Bach Mass in B Minor - Dunedin Consort - Audiophile Audition
This is the first complete recording of the Mass to be based on Rifkin's latest thoughts on the subject. While he still maintains the one-to-a-part doctrine, the present forces use five additional ripienists as well, which does give the performance some added heft when needed. Even so, a choir with a max of ten singers does not, to my mind, do justice to the large-scale conception of this work. Bach's masterpiece is really a pastiche in four different parts from four different time periods, collected for some unknown reason for a presentation unknown.

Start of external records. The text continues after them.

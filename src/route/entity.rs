use geo::{LineString, Point};

/// One homogeneous stretch of a route: a full or trimmed traversal of a
/// single edge.
#[derive(Debug, Clone, Copy, PartialEq)]
pub struct RouteSegment {
    /// Meters travelled on this segment.
    pub distance: f32,
    /// Seconds spent on this segment, `distance / factor`.
    pub duration: f32,
    pub profile_id: u16,
    pub meta_id: u32,
}

/// A fully reconstructed route between two resolved points.
///
/// The shape is a continuous coordinate sequence from the snapped source
/// position to the snapped target position; segments attribute each
/// traversed edge, in travel order.
#[derive(Debug, Clone, PartialEq, Default)]
pub struct Route {
    pub shape: Vec<Point>,
    pub segments: Vec<RouteSegment>,
    pub distance: f32,
    pub duration: f32,
}

impl Route {
    pub fn is_empty(&self) -> bool {
        self.segments.is_empty()
    }

    /// The route geometry as a [`LineString`], convenient for WKT dumps
    /// and geometric post-processing.
    pub fn linestring(&self) -> LineString {
        self.shape.iter().copied().collect::<LineString>()
    }
}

But he did this for a reason, and it is foolish to think of this as some sort of haphazard or willy-nilly assemblage for just another Sunday service. Everything about his work, really a rewriting of many previous pieces, cries out for justification as a major effort designed to show off something to someone, and history has given its judgment that this quilt is far greater than the sum of its parts, and Bach's final 1748-50 version is essentially a rewrite of the earlier 1733 Missa that formed the basis for this work. As to the Rifkin doctrine-I have made my feelings known about this all over this site, and I still refuse to believe those who would assign to Bach the unequivocal status as a chamber musician only. Would we do the same for Handel, a one-to-a-part Messiah? But to me the real proof is in the way this thing sounds-with even a small orchestra of 7 strings, 2 flutes, 3 oboes, 2 bassoons, horn, 3 trumpets, timpani, and organ, all going at full steam in certain passages, the voices barely hold their own, and even in this recording, designed specifically to accommodate such an ensemble, the results are still sometimes iffy. I repeat my maxim-I can think of no composer in the history of music who did not salivate over the idea of larger forces in his or her music, and that includes Handel, Mozart, Haydn-and Bach.
But credit must be given when it is due, and this is a terrific recording, well-sung and expertly conducted. The ripienists make it worthwhile in my opinion-I am not sure I could take a 5-singer chorus in this monumental music. But the love and enthusiasm they generate is catching, while the solo work is effortlessly fluid and beautifully rendered. The surround sound, on top of it all, is nicely managed, and the tempos and sense of joyous abandon-just listen to the Osanna-make for an illuminating experience.
So while this will not replace such standards...there is much to recommend here, and no one purchasing will be disappointed.